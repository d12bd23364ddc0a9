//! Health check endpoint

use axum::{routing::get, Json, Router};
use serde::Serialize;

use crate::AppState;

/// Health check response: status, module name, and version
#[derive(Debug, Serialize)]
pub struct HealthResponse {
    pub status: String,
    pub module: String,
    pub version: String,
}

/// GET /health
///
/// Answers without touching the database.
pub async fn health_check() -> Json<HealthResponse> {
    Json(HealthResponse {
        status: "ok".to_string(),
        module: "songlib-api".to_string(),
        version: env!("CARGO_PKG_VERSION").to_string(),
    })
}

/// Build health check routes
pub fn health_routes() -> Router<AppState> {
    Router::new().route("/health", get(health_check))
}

Exercise:
All that is needed is how many lines of the listing hold the word "version", stated as one number.

Solution to this problem:
3